● DESCRIPTION OF THE TASK:
Reproduce all the data, character for character.

Records from a data collection:
========
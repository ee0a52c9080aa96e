//! # county-resolver
//!
//! Classification concurrente d'un flux de points longitude/latitude dans des
//! régions administratives (comtés), avec comptage par région.
//!
//! ## Features
//!
//! - Découpage du flux en batches de taille fixe, classifiés en parallèle (pool `rayon`)
//! - Contenance stricte: un point sur une frontière n'appartient à aucune des régions adjacentes
//! - Agrégation sans perte sur une map shardée de compteurs atomiques (`dashmap`)
//! - Régions GeoJSON (Polygon / MultiPolygon, trous et multi-parties supportés)
//! - Sources de points pull: itérateurs, closures, fichiers CSV (parsing `memchr` + `fast-float`)
//! - Échecs de batch isolés (mode strict optionnel), annulation coopérative
//!
//! ## Usage
//!
//! ```rust,ignore
//! use county_resolver::{CountyResolver, CsvOptions, CsvPointSource, GeoJsonFile, ResolverConfig};
//! use std::path::Path;
//!
//! let regions = GeoJsonFile::new("usa_counties.geojson");
//! let mut resolver = CountyResolver::new(ResolverConfig::default(), regions)?;
//!
//! let mut points = CsvPointSource::open(Path::new("locations.csv"), CsvOptions::default())?;
//! let resolution = resolver.resolve(&mut points)?;
//!
//! for (county, count) in &resolution.counts {
//!     println!("{}: {}", county, count);
//! }
//! resolver.close();
//! ```

pub mod aggregate;
pub mod batch;
pub mod classify;
pub mod error;
pub mod pool;
pub mod regions;
pub mod resolver;
pub mod source;
pub mod types;

pub use aggregate::ResultAggregator;
pub use batch::PointBatcher;
pub use classify::{classify, PartialCounts};
pub use error::{ClassificationTaskError, GeometryLoadError, PointSourceError, ResolutionError};
pub use pool::WorkerPool;
pub use regions::{
    BruteForceIndex, BundledGeoJson, ContainmentIndex, GeoJsonFile, GeometrySource,
    InMemoryRegions, Region, RegionSet,
};
pub use resolver::{classify_stream, CountyResolver, RunState};
pub use source::{CoordinateOrder, CsvOptions, CsvPointSource, IterSource, PointSource};
pub use types::{Batch, CancelFlag, Point, Resolution, ResolverConfig, ResultMap};

use std::sync::Arc;

/// Classe un flux contre un ensemble de régions déjà chargé
///
/// Raccourci sans gestion de source de géométries: pas d'état de run, pas de
/// ressources à libérer.
pub fn resolve<S: PointSource + ?Sized>(
    regions: Arc<RegionSet>,
    source: &mut S,
    config: &ResolverConfig,
) -> Result<Resolution, ResolutionError> {
    let fingerprint = regions.fingerprint();
    let region_count = regions.len();
    let index: Arc<dyn ContainmentIndex> = Arc::new(BruteForceIndex::new(regions));

    let mut resolution =
        classify_stream(index, source, config, &CancelFlag::new(), &mut |_| {})?;
    resolution.region_count = region_count;
    resolution.fingerprint = fingerprint;
    Ok(resolution)
}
========
● WRITTEN SOLUTION:
repository ee0a52c9080aa96e
//! # county-resolver
//!
//! Classification concurrente d'un flux de points longitude/latitude dans des
//! régions administratives (comtés), avec comptage par région.
//!
//! ## Features
//!
//! - Découpage du flux en batches de taille fixe, classifiés en parallèle (pool `rayon`)
//! - Contenance stricte: un point sur une frontière n'appartient à aucune des régions adjacentes
//! - Agrégation sans perte sur une map shardée de compteurs atomiques (`dashmap`)
//! - Régions GeoJSON (Polygon / MultiPolygon, trous et multi-parties supportés)
//! - Sources de points pull: itérateurs, closures, fichiers CSV (parsing `memchr` + `fast-float`)
//! - Échecs de batch isolés (mode strict optionnel), annulation coopérative
//!
//! ## Usage
//!
//! ```rust,ignore
//! use county_resolver::{CountyResolver, CsvOptions, CsvPointSource, GeoJsonFile, ResolverConfig};
//! use std::path::Path;
//!
//! let regions = GeoJsonFile::new("usa_counties.geojson");
//! let mut resolver = CountyResolver::new(ResolverConfig::default(), regions)?;
//!
//! let mut points = CsvPointSource::open(Path::new("locations.csv"), CsvOptions::default())?;
//! let resolution = resolver.resolve(&mut points)?;
//!
//! for (county, count) in &resolution.counts {
//!     println!("{}: {}", county, count);
//! }
//! resolver.close();
//! ```

pub mod aggregate;
pub mod batch;
pub mod classify;
pub mod error;
pub mod pool;
pub mod regions;
pub mod resolver;
pub mod source;
pub mod types;

pub use aggregate::ResultAggregator;
pub use batch::PointBatcher;
pub use classify::{classify, PartialCounts};
pub use error::{ClassificationTaskError, GeometryLoadError, PointSourceError, ResolutionError};
pub use pool::WorkerPool;
pub use regions::{
    BruteForceIndex, BundledGeoJson, ContainmentIndex, GeoJsonFile, GeometrySource,
    InMemoryRegions, Region, RegionSet,
};
pub use resolver::{classify_stream, CountyResolver, RunState};
pub use source::{CoordinateOrder, CsvOptions, CsvPointSource, IterSource, PointSource};
pub use types::{Batch, CancelFlag, Point, Resolution, ResolverConfig, ResultMap};

use std::sync::Arc;

/// Classe un flux contre un ensemble de régions déjà chargé
///
/// Raccourci sans gestion de source de géométries: pas d'état de run, pas de
/// ressources à libérer.
pub fn resolve<S: PointSource + ?Sized>(
    regions: Arc<RegionSet>,
    source: &mut S,
    config: &ResolverConfig,
) -> Result<Resolution, ResolutionError> {
    let fingerprint = regions.fingerprint();
    let region_count = regions.len();
    let index: Arc<dyn ContainmentIndex> = Arc::new(BruteForceIndex::new(regions));

    let mut resolution =
        classify_stream(index, source, config, &CancelFlag::new(), &mut |_| {})?;
    resolution.region_count = region_count;
    resolution.fingerprint = fingerprint;
    Ok(resolution)
}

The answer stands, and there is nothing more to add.